Physical Address
304 North Cardinal St.
Dorchester Center, MA 02124
Physical Address
304 North Cardinal St.
Dorchester Center, MA 02124
The governor of New York. Kathy Hochula Democrat, is seeking to expand the state’s involuntary commitment laws to allow hospitals to force more people with mental health problems into treatment.
This is in response to a series of violent crimes in the New York City subway system.
Hochul said Friday that he wants to introduce legislation during the next legislative session to amend mental health care laws to address the recent increase in violent crimes in the metro
“Many of these horrific incidents have involved people with untreated serious mental illnesses, as a result of the lack of treatment for people living on the streets and disconnected from our mental health system,” the governor said.
SUBWAY’S SAFER HOCHUL CHRISTMAS PRACTICE CAME AMID ALARMING VIOLENT ATTACKS
“We have a duty to protect the public from random acts of violence, and the only just and compassionate thing to do is to get our fellow New Yorkers the help they need,” he continued.
Mental health experts say most people with mental illness are not violent and are more likely to be victims of violent crime than to commit a violent crime.
The governor did not provide details on what his legislation would change.
“Hospitals can currently commit people whose mental illness puts them or others at risk of serious harm, and this legislation will expand that definition to ensure more people get the care they need,” he said.
Hochul also said he will introduce another bill to improve the process by which courts can order people to undergo assisted outpatient treatment for mental illness and make it easier for people to voluntarily enroll in such treatment.
The governor said she is “deeply grateful” to law enforcement officers who “fight to keep our subways safe” every day. But he said “we can’t fully address this problem without changes to state law.”
“Public safety is my top priority, and I will do everything in my power to keep New Yorkers safe,” he said.
State law currently allows police to take people to hospitals for evaluation if they appear to be suffering from a mental illness and their behavior presents a risk of physical harm to themselves or others. Psychiatrists must then determine whether patients should be involuntarily hospitalized.
New York Civil Liberties Union Executive Director Donna Lieberman said requiring more people to involuntarily commit “doesn’t make us safer, distracts us from addressing the roots of our problems, and threatens rights and liberties of New Yorkers.”

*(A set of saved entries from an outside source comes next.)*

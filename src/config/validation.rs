//! Configuration validation.
//!
//! # Responsibilities
//! - Semantic validation (serde handles syntactic)
//! - Validate upstream locations and reject duplicates
//! - Validate value ranges (thresholds >= 1, timeouts bounded, ports valid)
//!
//! # Design Decisions
//! - Returns all validation errors, not just first
//! - Validation is pure function: BalancerConfig → Result<(), Vec<ValidationError>>
//! - Runs before config is accepted into the system

use std::collections::HashSet;
use std::fmt;

use crate::config::schema::BalancerConfig;
use crate::load_balancer::backend::UpstreamId;

const MAX_TIMEOUT_SECS: u64 = 10_000;
const MAX_PROBE_TIMEOUT_SECS: u64 = 10;
const MAX_INTERVAL_SECS: u64 = 300;
const MAX_ALERT_STREAK: u32 = 100;

/// A single semantic problem in the configuration.
#[derive(Debug, Clone, PartialEq, Eq)]
pub struct ValidationError {
    pub field: String,
    pub message: String,
}

impl ValidationError {
    fn new(field: impl Into<String>, message: impl Into<String>) -> Self {
        Self {
            field: field.into(),
            message: message.into(),
        }
    }
}

impl fmt::Display for ValidationError {
    fn fmt(&self, f: &mut fmt::Formatter<'_>) -> fmt::Result {
        write!(f, "{}: {}", self.field, self.message)
    }
}

impl std::error::Error for ValidationError {}

/// Check a deserialized config for semantic errors.
pub fn validate_config(config: &BalancerConfig) -> Result<(), Vec<ValidationError>> {
    let mut errors = Vec::new();

    if config.listener.port == 0 {
        errors.push(ValidationError::new("listener.port", "must be non-zero"));
    }
    if config.listener.max_response_bytes == 0 {
        errors.push(ValidationError::new("listener.max_response_bytes", "must be at least 1"));
    }

    if config.upstreams.is_empty() {
        errors.push(ValidationError::new("upstreams", "at least one upstream is required"));
    }

    let mut seen = HashSet::new();
    for (i, upstream) in config.upstreams.iter().enumerate() {
        let field = format!("upstreams[{}]", i);
        match UpstreamId::parse(&upstream.domain) {
            Ok(id) => {
                if !seen.insert(id.clone()) {
                    errors.push(ValidationError::new(field.clone(), format!("duplicate upstream {}", id)));
                }
            }
            Err(e) => errors.push(ValidationError::new(field.clone(), e.to_string())),
        }
        if upstream.weight < 1 {
            errors.push(ValidationError::new(format!("{}.weight", field), "must be at least 1"));
        }
    }

    let hc = &config.health_check;
    if !hc.path.starts_with('/') {
        errors.push(ValidationError::new("health_check.path", "must start with '/'"));
    }
    if hc.fails < 1 {
        errors.push(ValidationError::new("health_check.fails", "must be at least 1"));
    }
    if hc.passes < 1 {
        errors.push(ValidationError::new("health_check.passes", "must be at least 1"));
    }
    if !(1..=MAX_PROBE_TIMEOUT_SECS).contains(&hc.timeout_secs) {
        errors.push(ValidationError::new(
            "health_check.timeout_secs",
            format!("must be between 1 and {}", MAX_PROBE_TIMEOUT_SECS),
        ));
    }
    if !(1..=MAX_INTERVAL_SECS).contains(&hc.interval_secs) {
        errors.push(ValidationError::new(
            "health_check.interval_secs",
            format!("must be between 1 and {}", MAX_INTERVAL_SECS),
        ));
    }

    let t = &config.timeouts;
    for (name, value) in [
        ("timeouts.connect_secs", t.connect_secs),
        ("timeouts.read_secs", t.read_secs),
        ("timeouts.send_secs", t.send_secs),
        ("timeouts.next_secs", t.next_secs),
    ] {
        if value > MAX_TIMEOUT_SECS {
            errors.push(ValidationError::new(name, format!("must be at most {}", MAX_TIMEOUT_SECS)));
        }
    }

    let streak = config.alerting.failure_streak;
    if !(1..=MAX_ALERT_STREAK).contains(&streak) {
        errors.push(ValidationError::new(
            "alerting.failure_streak",
            format!("must be between 1 and {}", MAX_ALERT_STREAK),
        ));
    }
    if let Some(webhook) = &config.alerting.webhook {
        if url::Url::parse(webhook).is_err() {
            errors.push(ValidationError::new("alerting.webhook", "not a valid URL"));
        }
    }

    if errors.is_empty() {
        Ok(())
    } else {
        Err(errors)
    }
}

Hochul’s statement comes after a series of violent crimes on the New York City subways, including an incident on New Year’s Eve when a man pushed another man onto the subway tracks before a train entering, on Christmas night when a man cut two people with a knife. Manhattan’s Grand Central subway station and on Dec. 22 when a suspect lit a sleeping woman on fire and burned her to death.
NYC MAN CHARGED WITH ATTEMPTED MURDER AFTER ATTACKING VIOLENT ON SUBWAY
The medical histories of the suspects in those three incidents were not immediately clear, but New York City Mayor Eric Adams, a Democrat, said the man accused in the Grand Central stabbing had a history of mental illness and the suspect’s father. who pushed a man onto the tracks told The New York Times that she had worried about her son’s mental health in the weeks leading up to the incident.
CLICK HERE TO GET THE FOX NEWS APP
Adams has spent the last few years inciting the state legislature to expand mental health care laws and has previously supported a policy that would allow hospitals to involuntarily admit a person who cannot meet their own basic needs for food, clothing, shelter or medical care.
“To deny a person life-saving psychiatric care because their mental illness prevents them from recognizing their desperate need is an unacceptable abdication of our moral responsibility,” the mayor said in a statement after Hochul’s announcement.
The Associated Press contributed to this report.